TASK DIRECTIONS: Every line in the entries where "enum" is found should be copied.

RECORDS TO PROCESS:
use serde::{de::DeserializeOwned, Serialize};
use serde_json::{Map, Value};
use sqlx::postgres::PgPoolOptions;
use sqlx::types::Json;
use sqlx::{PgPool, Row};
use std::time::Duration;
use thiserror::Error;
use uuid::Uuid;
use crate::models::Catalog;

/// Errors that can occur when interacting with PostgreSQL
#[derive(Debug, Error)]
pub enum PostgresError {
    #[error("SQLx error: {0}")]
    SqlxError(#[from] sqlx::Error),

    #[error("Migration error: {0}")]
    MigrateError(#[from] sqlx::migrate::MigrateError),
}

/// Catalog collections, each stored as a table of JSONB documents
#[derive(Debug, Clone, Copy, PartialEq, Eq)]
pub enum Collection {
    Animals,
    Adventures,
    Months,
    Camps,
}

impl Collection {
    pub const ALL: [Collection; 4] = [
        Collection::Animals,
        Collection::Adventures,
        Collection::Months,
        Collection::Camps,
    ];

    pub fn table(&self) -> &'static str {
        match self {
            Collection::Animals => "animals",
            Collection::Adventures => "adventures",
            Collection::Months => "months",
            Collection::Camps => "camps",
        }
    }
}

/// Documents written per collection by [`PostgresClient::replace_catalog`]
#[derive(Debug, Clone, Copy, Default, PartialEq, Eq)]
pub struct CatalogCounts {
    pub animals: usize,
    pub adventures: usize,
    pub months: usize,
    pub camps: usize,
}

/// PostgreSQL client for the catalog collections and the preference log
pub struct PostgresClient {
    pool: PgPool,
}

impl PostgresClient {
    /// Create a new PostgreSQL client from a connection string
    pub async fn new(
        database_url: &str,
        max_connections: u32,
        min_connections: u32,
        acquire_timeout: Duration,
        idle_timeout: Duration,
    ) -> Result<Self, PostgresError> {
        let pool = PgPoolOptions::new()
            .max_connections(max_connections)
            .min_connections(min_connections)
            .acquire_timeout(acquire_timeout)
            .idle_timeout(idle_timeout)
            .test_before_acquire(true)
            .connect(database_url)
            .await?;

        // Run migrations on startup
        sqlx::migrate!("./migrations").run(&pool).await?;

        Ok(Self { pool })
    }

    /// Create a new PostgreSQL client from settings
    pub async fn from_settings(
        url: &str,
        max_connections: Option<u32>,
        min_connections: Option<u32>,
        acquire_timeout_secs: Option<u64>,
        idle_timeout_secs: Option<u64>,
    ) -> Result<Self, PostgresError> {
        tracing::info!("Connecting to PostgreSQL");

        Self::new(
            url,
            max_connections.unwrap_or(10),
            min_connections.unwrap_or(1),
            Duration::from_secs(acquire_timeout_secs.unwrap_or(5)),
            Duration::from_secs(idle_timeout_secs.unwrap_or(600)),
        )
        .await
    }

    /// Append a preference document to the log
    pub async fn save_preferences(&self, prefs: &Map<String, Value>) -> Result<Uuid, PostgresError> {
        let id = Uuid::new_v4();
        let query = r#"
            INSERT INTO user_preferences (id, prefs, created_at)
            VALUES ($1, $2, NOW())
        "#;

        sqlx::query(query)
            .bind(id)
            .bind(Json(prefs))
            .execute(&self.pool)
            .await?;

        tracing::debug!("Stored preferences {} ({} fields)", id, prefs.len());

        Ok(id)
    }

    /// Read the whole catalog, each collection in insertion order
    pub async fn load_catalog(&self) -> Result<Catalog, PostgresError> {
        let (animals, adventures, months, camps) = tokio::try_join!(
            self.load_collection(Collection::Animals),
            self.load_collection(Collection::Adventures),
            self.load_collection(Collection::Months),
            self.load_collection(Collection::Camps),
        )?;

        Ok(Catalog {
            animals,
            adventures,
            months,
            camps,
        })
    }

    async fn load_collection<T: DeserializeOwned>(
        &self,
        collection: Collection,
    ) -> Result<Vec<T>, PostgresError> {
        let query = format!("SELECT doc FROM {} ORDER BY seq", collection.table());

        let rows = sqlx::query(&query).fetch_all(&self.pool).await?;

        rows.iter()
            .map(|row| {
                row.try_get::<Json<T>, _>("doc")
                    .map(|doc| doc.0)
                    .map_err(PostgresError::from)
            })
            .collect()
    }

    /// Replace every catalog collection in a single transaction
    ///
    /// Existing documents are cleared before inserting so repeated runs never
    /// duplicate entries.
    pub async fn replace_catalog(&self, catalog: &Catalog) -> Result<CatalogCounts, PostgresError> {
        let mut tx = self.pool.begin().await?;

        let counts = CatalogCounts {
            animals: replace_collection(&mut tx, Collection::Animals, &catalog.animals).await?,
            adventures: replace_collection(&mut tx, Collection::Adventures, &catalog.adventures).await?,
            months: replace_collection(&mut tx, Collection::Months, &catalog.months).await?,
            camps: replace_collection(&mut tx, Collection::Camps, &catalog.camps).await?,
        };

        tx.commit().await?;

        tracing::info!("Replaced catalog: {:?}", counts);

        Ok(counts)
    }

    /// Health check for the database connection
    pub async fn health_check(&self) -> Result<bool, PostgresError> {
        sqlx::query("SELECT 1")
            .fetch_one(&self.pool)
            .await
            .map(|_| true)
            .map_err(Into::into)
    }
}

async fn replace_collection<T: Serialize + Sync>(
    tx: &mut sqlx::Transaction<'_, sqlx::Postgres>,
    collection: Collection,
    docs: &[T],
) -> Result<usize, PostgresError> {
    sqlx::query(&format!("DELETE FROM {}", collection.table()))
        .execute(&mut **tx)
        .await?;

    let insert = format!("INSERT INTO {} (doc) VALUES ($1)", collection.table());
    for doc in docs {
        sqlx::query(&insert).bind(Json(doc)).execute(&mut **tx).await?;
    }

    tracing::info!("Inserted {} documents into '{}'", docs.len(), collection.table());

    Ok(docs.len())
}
==
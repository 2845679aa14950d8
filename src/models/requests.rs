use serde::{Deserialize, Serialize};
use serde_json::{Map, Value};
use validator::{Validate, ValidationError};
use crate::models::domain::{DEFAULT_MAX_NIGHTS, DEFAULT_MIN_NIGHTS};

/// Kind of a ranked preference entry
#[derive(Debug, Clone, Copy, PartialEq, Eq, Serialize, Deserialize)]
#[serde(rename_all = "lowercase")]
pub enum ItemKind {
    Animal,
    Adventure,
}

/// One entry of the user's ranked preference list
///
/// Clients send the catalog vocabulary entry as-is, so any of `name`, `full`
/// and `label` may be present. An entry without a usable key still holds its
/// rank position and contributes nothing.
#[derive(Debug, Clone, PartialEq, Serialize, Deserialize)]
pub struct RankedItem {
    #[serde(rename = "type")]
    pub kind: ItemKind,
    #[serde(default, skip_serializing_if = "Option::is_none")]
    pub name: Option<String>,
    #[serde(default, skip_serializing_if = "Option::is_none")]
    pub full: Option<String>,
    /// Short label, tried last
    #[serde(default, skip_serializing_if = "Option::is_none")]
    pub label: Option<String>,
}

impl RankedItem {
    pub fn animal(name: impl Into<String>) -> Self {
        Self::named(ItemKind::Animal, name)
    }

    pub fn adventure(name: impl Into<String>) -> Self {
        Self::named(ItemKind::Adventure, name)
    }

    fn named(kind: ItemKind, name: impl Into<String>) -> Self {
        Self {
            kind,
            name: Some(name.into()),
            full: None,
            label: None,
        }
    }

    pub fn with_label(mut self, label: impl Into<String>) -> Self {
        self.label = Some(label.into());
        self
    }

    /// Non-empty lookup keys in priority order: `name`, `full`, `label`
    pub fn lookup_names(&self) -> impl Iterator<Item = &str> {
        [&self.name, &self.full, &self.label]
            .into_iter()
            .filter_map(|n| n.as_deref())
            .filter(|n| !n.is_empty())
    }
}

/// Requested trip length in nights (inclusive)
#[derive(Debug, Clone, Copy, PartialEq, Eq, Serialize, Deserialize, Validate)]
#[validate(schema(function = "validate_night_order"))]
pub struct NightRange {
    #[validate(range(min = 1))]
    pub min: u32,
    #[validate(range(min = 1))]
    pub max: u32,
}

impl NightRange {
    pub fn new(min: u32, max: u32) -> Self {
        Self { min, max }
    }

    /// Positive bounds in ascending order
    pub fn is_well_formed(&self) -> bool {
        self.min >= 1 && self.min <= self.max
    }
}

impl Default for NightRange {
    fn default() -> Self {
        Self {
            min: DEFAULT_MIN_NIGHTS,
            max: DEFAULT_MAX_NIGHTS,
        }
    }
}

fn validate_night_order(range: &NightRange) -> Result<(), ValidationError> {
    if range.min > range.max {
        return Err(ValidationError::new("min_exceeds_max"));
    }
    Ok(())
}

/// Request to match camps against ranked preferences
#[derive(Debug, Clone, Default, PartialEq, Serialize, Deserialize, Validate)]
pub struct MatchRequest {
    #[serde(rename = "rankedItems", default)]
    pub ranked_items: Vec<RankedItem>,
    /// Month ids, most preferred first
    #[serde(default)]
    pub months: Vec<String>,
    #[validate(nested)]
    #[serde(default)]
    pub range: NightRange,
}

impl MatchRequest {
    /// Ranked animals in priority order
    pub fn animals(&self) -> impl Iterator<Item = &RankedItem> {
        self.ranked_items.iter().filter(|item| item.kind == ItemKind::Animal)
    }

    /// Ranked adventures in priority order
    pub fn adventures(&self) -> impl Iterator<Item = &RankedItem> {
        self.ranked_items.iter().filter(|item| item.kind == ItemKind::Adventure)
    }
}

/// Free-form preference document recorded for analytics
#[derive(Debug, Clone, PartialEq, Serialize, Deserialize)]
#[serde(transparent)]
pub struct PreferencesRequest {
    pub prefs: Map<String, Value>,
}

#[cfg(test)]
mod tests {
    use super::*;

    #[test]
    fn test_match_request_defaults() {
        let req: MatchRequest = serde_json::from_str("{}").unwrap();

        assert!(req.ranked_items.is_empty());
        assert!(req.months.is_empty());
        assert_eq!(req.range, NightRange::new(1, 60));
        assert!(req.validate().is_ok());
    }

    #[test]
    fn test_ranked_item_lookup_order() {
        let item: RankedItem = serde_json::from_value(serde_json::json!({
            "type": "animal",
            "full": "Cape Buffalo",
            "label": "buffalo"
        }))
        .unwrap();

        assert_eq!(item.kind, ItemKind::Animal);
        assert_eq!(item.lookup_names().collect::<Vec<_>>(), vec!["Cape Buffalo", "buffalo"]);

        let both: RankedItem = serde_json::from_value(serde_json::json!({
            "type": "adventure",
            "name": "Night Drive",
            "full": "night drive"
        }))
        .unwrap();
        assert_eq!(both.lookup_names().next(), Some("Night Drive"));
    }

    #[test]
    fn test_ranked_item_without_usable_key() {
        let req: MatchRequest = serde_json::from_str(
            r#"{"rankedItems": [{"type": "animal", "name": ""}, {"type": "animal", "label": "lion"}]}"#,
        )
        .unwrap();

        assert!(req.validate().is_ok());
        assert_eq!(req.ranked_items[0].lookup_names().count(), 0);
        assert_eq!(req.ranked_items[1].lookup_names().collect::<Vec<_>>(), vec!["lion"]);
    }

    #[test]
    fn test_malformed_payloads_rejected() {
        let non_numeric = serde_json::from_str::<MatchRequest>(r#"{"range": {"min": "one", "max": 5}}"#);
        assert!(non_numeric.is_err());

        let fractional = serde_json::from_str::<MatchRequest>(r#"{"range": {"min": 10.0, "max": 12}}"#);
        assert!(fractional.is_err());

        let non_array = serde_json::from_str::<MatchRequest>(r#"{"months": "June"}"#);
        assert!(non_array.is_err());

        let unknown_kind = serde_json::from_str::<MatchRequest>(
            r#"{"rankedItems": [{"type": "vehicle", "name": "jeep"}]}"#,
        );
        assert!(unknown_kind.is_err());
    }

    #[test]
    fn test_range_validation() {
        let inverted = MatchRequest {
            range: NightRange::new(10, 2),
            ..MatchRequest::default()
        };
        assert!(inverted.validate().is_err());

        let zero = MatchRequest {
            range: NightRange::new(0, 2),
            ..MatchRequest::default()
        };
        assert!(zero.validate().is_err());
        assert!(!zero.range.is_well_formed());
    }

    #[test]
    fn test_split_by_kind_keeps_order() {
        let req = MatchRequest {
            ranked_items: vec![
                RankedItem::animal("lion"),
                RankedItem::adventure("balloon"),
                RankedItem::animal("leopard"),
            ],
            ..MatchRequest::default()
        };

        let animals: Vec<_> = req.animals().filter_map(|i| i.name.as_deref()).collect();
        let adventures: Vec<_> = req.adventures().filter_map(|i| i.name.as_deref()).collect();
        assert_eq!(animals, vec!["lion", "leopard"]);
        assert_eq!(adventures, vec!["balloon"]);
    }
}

OUTPUT OF THE TASK:
pub enum PostgresError {
pub enum Collection {
pub enum ItemKind {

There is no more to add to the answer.